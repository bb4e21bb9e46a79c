use std::collections::BTreeMap;

use thiserror::Error;

use crate::core::types::{Stage, Teeth};
use crate::utils::validation::{check_inventory_limit, is_valid_teeth, MAX_TEETH};

#[derive(Error, Debug, Clone, PartialEq, Eq)]
pub enum InventoryError {
    #[error("Gear inventory is empty")]
    Empty,

    #[error("Invalid gear with {0} teeth (must be between 1 and {MAX_TEETH})")]
    InvalidTeeth(Teeth),

    #[error("{0}")]
    TooManyGears(String),
}

/// The change gears available on the lathe: a multiset of tooth counts
#[derive(Debug, Clone, PartialEq, Eq)]
pub struct GearInventory {
    /// Tooth count -> number of gears with that count
    counts: BTreeMap<Teeth, usize>,

    /// Total number of physical gears
    total: usize,
}

impl GearInventory {
    /// Build an inventory from a list of tooth counts, one entry per gear
    ///
    /// # Errors
    ///
    /// Returns `InventoryError` if the list is empty, holds a tooth count
    /// outside `1..=MAX_TEETH`, or exceeds the inventory size limit.
    pub fn new(gears: &[Teeth]) -> Result<Self, InventoryError> {
        if gears.is_empty() {
            return Err(InventoryError::Empty);
        }

        let mut counts: BTreeMap<Teeth, usize> = BTreeMap::new();
        for (total, &teeth) in gears.iter().enumerate() {
            if !is_valid_teeth(teeth) {
                return Err(InventoryError::InvalidTeeth(teeth));
            }
            if let Some(msg) = check_inventory_limit(total) {
                return Err(InventoryError::TooManyGears(msg));
            }
            *counts.entry(teeth).or_default() += 1;
        }

        Ok(Self {
            counts,
            total: gears.len(),
        })
    }

    /// Number of physical gears
    pub fn len(&self) -> usize {
        self.total
    }

    /// Always false for a constructed inventory; kept for API symmetry
    pub fn is_empty(&self) -> bool {
        self.total == 0
    }

    /// How many gears have exactly `teeth` teeth
    pub fn count(&self, teeth: Teeth) -> usize {
        self.counts.get(&teeth).copied().unwrap_or(0)
    }

    /// Distinct tooth counts, ascending
    pub fn distinct(&self) -> impl Iterator<Item = Teeth> + '_ {
        self.counts.keys().copied()
    }

    /// Every gear, ascending, duplicates repeated
    pub fn gears(&self) -> Vec<Teeth> {
        self.counts
            .iter()
            .flat_map(|(&teeth, &count)| std::iter::repeat(teeth).take(count))
            .collect()
    }

    pub fn smallest(&self) -> Option<Teeth> {
        self.counts.keys().next().copied()
    }

    pub fn largest(&self) -> Option<Teeth> {
        self.counts.keys().next_back().copied()
    }

    /// Check that the stages can all be mounted at once from this inventory
    pub fn can_supply(&self, stages: &[Stage]) -> bool {
        let mut used: BTreeMap<Teeth, usize> = BTreeMap::new();
        for stage in stages {
            *used.entry(stage.driver).or_default() += 1;
            *used.entry(stage.driven).or_default() += 1;
        }
        used.iter().all(|(&teeth, &n)| n <= self.count(teeth))
    }
}

impl std::fmt::Display for GearInventory {
    fn fmt(&self, f: &mut std::fmt::Formatter<'_>) -> std::fmt::Result {
        let parts: Vec<String> = self
            .counts
            .iter()
            .map(|(teeth, count)| {
                if *count > 1 {
                    format!("{teeth}x{count}")
                } else {
                    teeth.to_string()
                }
            })
            .collect();
        write!(f, "{}", parts.join(", "))
    }
}
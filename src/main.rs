use clap::Parser;
use tracing_subscriber::EnvFilter;

use gear_solver::cli;

fn main() -> anyhow::Result<()> {
    let cli = cli::Cli::parse();

    // Initialize logging based on verbosity flag
    let filter = if cli.verbose {
        EnvFilter::new("gear_solver=debug,info")
    } else {
        EnvFilter::new("gear_solver=warn")
    };

    tracing_subscriber::fmt()
        .with_env_filter(filter)
        .with_writer(std::io::stderr)
        .with_target(false)
        .without_time()
        .init();

    match cli.command {
        cli::Commands::Table(args) => {
            cli::table::run(args, cli.format, cli.verbose)?;
        }
        cli::Commands::Find(args) => {
            cli::find::run(args, cli.format, cli.verbose)?;
        }
        cli::Commands::Trains(args) => {
            cli::trains::run(args, cli.format, cli.verbose)?;
        }
        cli::Commands::Profile(args) => {
            cli::profile::run(args, cli.format, cli.verbose)?;
        }
    }

    Ok(())
}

◆ ◆ ◆ ◆ ◆

Copy all lines of the records in which the string "ascending" can be found.

    /// Distinct tooth counts, ascending
    /// Every gear, ascending, duplicates repeated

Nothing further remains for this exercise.